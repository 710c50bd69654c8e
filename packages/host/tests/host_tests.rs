#![allow(clippy::disallowed_methods)]

use std::error::Error;
use std::process::{Command, Stdio};
use std::time::Duration;

use host::{HostConfig, HostError, TERMINATION_MESSAGE};

fn memory_config(port: u16) -> String {
    format!(
        r#"
        [cluster]
        cluster_id = "test"
        service_id = "host"

        [storage]
        provider = "memory"

        [endpoint]
        port = {port}

        [health]
        enabled = false
        "#
    )
}

#[tokio::test]
async fn test_run_returns_ok_on_shutdown() -> Result<(), Box<dyn Error>> {
    let config = HostConfig::from_toml(&memory_config(25001))?;
    let shutdown = tokio::time::sleep(Duration::from_millis(200));

    host::run(config, shutdown).await?;
    Ok(())
}

#[tokio::test]
async fn test_run_fails_on_unusable_storage() -> Result<(), Box<dyn Error>> {
    let config = HostConfig::from_toml(
        r#"
        [cluster]
        cluster_id = "test"

        [storage]
        provider = "object_store"
        "#,
    )?;

    let result = host::run(config, std::future::pending()).await;
    assert!(matches!(result, Err(HostError::InvalidConfig(_))), "got {result:?}");
    Ok(())
}

#[tokio::test]
async fn test_file_provider_creates_state_dir() -> Result<(), Box<dyn Error>> {
    let dir = tempfile::tempdir()?;
    let state_dir = dir.path().join("state");
    let config = HostConfig::from_toml(&format!(
        r#"
        [cluster]
        cluster_id = "test"

        [storage]
        provider = "file"
        connection = "{}"

        [endpoint]
        port = 25003

        [health]
        enabled = false
        "#,
        state_dir.display()
    ))?;

    host::run(config, tokio::time::sleep(Duration::from_millis(100))).await?;
    assert!(state_dir.is_dir());
    Ok(())
}

// The only test in this binary that opens the global database
#[tokio::test]
async fn test_surrealdb_provider_keeps_state_across_silos() -> Result<(), Box<dyn Error>> {
    use serde_json::json;
    use silo::GrainId;
    use silo_core::{Human, HumanInput};

    let toml = |port: u16| {
        format!(
            r#"
            [cluster]
            cluster_id = "test"

            [storage]
            provider = "surrealdb"

            [endpoint]
            port = {port}

            [health]
            enabled = false
            "#
        )
    };
    let counter = GrainId::new("counter", "durable");

    let config = HostConfig::from_toml(&toml(25006))?;
    let first = host::bootstrap::build(&config).await?.start().await?;
    assert_eq!(first.client().call(&counter, "add", json!(3)).await?, json!(3));
    let leia: Human = first
        .client()
        .invoke(
            &GrainId::new("human", "rebels"),
            "create",
            &HumanInput {
                name: "Leia".into(),
                home_planet: None,
                appears_in: vec![],
                friends: vec![],
            },
        )
        .await?;
    first.shutdown().await?;

    let config = HostConfig::from_toml(&toml(25007))?;
    let second = host::bootstrap::build(&config).await?.start().await?;
    let client = second.client();
    assert_eq!(client.call(&counter, "get", serde_json::Value::Null).await?, json!(3));
    let found: Vec<Human> = client
        .invoke(&GrainId::new("human", "rebels"), "get", &[leia.id.clone()])
        .await?;
    assert_eq!(found, vec![leia]);

    second.shutdown().await?;
    Ok(())
}

async fn exploding_bootstrap() -> Result<(), HostError> {
    panic!("bootstrap exploded")
}

#[test]
fn test_panics_in_run_become_errors() -> Result<(), Box<dyn Error>> {
    let runtime = tokio::runtime::Builder::new_current_thread().enable_all().build()?;
    let result = host::block_on_guarded(&runtime, exploding_bootstrap());
    let err = result.err().ok_or("panic escaped as success")?;
    assert!(format!("{err:#}").contains("bootstrap exploded"), "got {err:#}");

    let runtime = tokio::runtime::Builder::new_current_thread().enable_all().build()?;
    let result = host::block_on_guarded(&runtime, async {
        Err::<(), _>(HostError::InvalidConfig("no storage".into()))
    });
    let err = result.err().ok_or("error escaped as success")?;
    assert!(format!("{err:#}").contains("no storage"), "got {err:#}");
    Ok(())
}

#[test]
fn test_binary_exits_1_on_bad_config() -> Result<(), Box<dyn Error>> {
    let dir = tempfile::tempdir()?;
    let path = dir.path().join("silo.toml");
    std::fs::write(&path, "[cluster]\ncluster_id = \"test\"\n")?;

    let output = Command::new(env!("CARGO_BIN_EXE_silo-host"))
        .arg("--config")
        .arg(&path)
        .env("RUST_LOG", "info")
        .output()?;

    assert_eq!(output.status.code(), Some(1));
    let stdout = String::from_utf8_lossy(&output.stdout);
    assert!(stdout.contains(TERMINATION_MESSAGE), "stdout: {stdout}");
    Ok(())
}

#[test]
fn test_binary_exits_1_on_missing_config_file() -> Result<(), Box<dyn Error>> {
    let dir = tempfile::tempdir()?;

    let status = Command::new(env!("CARGO_BIN_EXE_silo-host"))
        .arg("--config")
        .arg(dir.path().join("nope.toml"))
        .stdout(Stdio::null())
        .status()?;

    assert_eq!(status.code(), Some(1));
    Ok(())
}

#[cfg(unix)]
#[test]
fn test_binary_exits_0_on_sigterm() -> Result<(), Box<dyn Error>> {
    let dir = tempfile::tempdir()?;
    let path = dir.path().join("silo.toml");
    std::fs::write(&path, memory_config(25004))?;

    let mut child = Command::new(env!("CARGO_BIN_EXE_silo-host"))
        .arg("--config")
        .arg(&path)
        .stdout(Stdio::null())
        .spawn()?;
    std::thread::sleep(Duration::from_secs(2));

    let killed = Command::new("kill")
        .arg("-TERM")
        .arg(child.id().to_string())
        .status()?;
    assert!(killed.success());

    let status = child.wait()?;
    assert_eq!(status.code(), Some(0));
    Ok(())
}

#[cfg(feature = "health")]
#[tokio::test]
async fn test_health_endpoint_reports_silo() -> Result<(), Box<dyn Error>> {
    use serde_json::{Value, json};
    use silo::{GrainId, SiloBuilder, SiloConfig};
    use tokio::io::{AsyncReadExt, AsyncWriteExt};

    let silo = SiloBuilder::new(SiloConfig::default().with_endpoint("127.0.0.1", 25005))
        .with_default_grain::<host::grains::CounterGrain>()
        .start()
        .await?;
    silo.client()
        .call(&GrainId::new("counter", "h"), "add", json!(1))
        .await?;

    let server = host::health::HealthServer::spawn("127.0.0.1:0".parse()?, silo.monitor()).await?;

    let mut stream = tokio::net::TcpStream::connect(server.local_addr()).await?;
    stream
        .write_all(b"GET /health HTTP/1.1\r\nHost: localhost\r\nConnection: close\r\n\r\n")
        .await?;
    let mut response = String::new();
    stream.read_to_string(&mut response).await?;

    assert!(response.starts_with("HTTP/1.1 200"), "response: {response}");
    let body = response.split("\r\n\r\n").nth(1).ok_or("no body")?;
    let body: Value = serde_json::from_str(body)?;
    assert_eq!(body["status"], "active");
    assert_eq!(body["silo"], silo.address().to_string());
    assert_eq!(body["active_grains"], 1);
    assert!(body["uptime"].is_u64());

    server.stop().await;
    silo.shutdown().await?;
    Ok(())
}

┄┄┄┄┄┄┄┄┄┄

TRY IT: Produce a word-for-word copy of everything above from the line holding "assert!(state_dir.is_dir());" down to the line holding "let client = second.client();", with both of those lines kept.

TASK OUTPUT:
    assert!(state_dir.is_dir());
    Ok(())
}

// The only test in this binary that opens the global database
#[tokio::test]
async fn test_surrealdb_provider_keeps_state_across_silos() -> Result<(), Box<dyn Error>> {
    use serde_json::json;
    use silo::GrainId;
    use silo_core::{Human, HumanInput};

    let toml = |port: u16| {
        format!(
            r#"
            [cluster]
            cluster_id = "test"

            [storage]
            provider = "surrealdb"

            [endpoint]
            port = {port}

            [health]
            enabled = false
            "#
        )
    };
    let counter = GrainId::new("counter", "durable");

    let config = HostConfig::from_toml(&toml(25006))?;
    let first = host::bootstrap::build(&config).await?.start().await?;
    assert_eq!(first.client().call(&counter, "add", json!(3)).await?, json!(3));
    let leia: Human = first
        .client()
        .invoke(
            &GrainId::new("human", "rebels"),
            "create",
            &HumanInput {
                name: "Leia".into(),
                home_planet: None,
                appears_in: vec![],
                friends: vec![],
            },
        )
        .await?;
    first.shutdown().await?;

    let config = HostConfig::from_toml(&toml(25007))?;
    let second = host::bootstrap::build(&config).await?.start().await?;
    let client = second.client();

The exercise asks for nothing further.